Check the records below line by line for the string "unavailable". Give the number of lines that contain it and nothing else.

(Dataset entries)
>>>
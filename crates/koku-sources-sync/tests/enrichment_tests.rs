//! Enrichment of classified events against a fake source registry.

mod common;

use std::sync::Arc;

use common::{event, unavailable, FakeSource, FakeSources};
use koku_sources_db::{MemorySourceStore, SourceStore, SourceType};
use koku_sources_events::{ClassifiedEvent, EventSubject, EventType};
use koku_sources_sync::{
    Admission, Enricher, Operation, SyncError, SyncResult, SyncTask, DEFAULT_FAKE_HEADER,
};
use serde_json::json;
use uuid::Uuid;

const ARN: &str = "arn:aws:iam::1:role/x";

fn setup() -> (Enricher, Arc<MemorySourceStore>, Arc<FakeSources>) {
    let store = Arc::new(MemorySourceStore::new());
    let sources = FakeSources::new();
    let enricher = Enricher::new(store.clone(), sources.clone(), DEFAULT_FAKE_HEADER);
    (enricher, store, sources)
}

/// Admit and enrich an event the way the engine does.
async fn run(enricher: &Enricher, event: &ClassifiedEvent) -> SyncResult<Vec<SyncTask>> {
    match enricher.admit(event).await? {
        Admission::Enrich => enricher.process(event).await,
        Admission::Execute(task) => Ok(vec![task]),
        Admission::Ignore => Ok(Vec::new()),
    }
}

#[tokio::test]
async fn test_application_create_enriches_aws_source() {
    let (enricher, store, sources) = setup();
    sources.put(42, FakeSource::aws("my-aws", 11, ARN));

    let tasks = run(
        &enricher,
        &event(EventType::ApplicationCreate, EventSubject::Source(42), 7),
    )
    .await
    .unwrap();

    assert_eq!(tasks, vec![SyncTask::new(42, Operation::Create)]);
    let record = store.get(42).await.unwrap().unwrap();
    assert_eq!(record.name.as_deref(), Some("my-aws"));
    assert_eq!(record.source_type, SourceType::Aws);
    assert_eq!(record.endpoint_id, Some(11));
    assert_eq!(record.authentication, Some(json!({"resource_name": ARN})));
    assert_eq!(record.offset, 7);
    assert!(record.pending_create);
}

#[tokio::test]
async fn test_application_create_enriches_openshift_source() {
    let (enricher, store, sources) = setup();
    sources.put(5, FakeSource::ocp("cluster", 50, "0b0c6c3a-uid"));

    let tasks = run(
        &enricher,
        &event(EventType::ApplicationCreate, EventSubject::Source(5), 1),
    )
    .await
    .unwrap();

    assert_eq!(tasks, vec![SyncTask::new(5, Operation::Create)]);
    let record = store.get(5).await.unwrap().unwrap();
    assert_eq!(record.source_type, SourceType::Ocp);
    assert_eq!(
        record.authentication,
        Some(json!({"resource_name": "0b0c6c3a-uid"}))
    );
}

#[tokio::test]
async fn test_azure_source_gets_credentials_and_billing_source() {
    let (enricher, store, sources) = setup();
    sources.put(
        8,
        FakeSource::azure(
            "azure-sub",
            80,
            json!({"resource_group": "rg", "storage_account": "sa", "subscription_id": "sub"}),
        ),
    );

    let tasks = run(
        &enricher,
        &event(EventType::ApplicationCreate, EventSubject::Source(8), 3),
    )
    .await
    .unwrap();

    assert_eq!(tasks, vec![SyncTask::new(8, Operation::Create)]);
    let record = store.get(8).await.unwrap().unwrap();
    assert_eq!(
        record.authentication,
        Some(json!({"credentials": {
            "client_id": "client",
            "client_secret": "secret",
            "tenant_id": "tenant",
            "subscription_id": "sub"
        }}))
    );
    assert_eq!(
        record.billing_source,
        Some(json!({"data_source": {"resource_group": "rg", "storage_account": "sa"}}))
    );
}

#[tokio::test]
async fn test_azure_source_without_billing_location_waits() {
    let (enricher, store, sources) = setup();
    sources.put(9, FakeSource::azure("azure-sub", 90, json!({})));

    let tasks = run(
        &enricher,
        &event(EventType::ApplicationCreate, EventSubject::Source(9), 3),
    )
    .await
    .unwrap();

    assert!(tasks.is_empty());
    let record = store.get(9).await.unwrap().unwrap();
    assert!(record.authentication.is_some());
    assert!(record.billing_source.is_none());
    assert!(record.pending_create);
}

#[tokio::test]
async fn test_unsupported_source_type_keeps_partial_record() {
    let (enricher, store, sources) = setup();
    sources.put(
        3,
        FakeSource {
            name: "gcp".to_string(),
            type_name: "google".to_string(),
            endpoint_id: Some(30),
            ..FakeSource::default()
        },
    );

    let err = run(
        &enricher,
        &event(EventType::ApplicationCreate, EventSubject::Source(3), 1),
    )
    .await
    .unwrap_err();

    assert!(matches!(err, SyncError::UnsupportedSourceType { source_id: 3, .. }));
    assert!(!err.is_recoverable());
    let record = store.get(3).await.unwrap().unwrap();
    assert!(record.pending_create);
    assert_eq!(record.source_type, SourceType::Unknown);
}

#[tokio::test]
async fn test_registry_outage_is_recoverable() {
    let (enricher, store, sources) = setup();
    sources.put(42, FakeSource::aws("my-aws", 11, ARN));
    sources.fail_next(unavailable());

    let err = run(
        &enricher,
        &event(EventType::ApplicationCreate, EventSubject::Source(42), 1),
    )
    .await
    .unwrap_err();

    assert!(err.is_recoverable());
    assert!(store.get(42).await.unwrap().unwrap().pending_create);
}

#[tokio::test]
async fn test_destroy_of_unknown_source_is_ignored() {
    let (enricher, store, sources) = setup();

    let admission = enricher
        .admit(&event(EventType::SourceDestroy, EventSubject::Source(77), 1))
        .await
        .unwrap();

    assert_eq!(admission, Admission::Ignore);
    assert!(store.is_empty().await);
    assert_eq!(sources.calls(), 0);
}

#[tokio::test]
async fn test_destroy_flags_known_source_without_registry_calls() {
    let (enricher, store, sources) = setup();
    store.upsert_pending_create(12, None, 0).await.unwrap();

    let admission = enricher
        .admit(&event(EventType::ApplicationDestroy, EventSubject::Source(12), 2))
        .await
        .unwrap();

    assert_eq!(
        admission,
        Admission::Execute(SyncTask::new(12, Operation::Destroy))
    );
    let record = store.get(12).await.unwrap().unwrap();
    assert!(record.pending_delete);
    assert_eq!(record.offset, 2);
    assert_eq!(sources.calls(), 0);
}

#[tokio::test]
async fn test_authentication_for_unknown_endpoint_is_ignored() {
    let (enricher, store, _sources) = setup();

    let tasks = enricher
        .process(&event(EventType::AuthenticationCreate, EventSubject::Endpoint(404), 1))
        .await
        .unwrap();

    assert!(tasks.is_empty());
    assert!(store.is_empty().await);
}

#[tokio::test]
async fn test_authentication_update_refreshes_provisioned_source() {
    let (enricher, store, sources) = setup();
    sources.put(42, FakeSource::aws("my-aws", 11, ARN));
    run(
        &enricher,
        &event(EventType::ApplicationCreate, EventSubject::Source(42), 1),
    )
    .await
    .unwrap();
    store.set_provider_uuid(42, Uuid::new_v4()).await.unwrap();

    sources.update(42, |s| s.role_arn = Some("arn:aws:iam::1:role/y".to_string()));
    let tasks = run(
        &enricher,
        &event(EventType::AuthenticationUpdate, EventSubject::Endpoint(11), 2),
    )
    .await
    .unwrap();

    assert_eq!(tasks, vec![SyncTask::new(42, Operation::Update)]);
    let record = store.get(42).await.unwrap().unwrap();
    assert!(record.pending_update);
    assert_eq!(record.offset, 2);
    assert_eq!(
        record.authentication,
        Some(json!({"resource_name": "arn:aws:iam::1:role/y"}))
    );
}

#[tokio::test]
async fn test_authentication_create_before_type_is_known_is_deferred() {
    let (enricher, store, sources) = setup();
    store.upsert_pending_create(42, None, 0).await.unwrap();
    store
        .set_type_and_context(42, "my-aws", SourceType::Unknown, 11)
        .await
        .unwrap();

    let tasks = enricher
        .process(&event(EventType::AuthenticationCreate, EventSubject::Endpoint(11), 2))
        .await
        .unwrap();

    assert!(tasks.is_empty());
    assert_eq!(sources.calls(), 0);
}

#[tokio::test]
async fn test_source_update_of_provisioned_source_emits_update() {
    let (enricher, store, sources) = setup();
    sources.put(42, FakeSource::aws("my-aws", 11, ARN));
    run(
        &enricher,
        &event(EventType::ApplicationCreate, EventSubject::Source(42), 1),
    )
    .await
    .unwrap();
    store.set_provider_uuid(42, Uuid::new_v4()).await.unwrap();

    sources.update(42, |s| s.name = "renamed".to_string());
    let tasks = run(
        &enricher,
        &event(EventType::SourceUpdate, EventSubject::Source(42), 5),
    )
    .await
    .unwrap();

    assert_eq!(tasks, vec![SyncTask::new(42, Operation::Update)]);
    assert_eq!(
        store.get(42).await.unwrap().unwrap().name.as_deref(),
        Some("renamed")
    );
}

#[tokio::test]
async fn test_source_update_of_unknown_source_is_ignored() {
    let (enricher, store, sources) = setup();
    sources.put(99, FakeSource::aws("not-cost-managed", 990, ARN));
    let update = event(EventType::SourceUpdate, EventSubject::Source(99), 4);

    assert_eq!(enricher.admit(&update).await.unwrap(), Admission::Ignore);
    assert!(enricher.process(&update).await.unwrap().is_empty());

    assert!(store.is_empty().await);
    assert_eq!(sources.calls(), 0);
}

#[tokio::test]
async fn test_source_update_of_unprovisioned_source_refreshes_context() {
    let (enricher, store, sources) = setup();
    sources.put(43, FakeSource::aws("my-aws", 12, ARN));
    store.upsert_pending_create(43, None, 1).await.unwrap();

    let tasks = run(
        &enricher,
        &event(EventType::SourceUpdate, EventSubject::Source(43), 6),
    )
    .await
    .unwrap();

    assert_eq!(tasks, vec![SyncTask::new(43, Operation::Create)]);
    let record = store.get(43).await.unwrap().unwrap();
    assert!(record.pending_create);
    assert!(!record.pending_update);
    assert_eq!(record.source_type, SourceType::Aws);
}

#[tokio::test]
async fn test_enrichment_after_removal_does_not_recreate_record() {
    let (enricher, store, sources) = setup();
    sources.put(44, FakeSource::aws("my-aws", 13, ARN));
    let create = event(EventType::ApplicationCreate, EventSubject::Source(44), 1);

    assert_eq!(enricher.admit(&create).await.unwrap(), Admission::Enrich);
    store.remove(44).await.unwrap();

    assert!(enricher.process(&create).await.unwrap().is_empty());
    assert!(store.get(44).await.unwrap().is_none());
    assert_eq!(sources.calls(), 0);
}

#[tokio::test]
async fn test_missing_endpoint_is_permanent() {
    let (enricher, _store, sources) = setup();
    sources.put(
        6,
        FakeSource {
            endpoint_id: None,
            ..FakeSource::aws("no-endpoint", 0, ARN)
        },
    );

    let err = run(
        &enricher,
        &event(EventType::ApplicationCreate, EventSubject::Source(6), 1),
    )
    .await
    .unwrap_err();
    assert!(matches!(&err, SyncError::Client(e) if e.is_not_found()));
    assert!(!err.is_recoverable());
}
<<<
### Written solution
2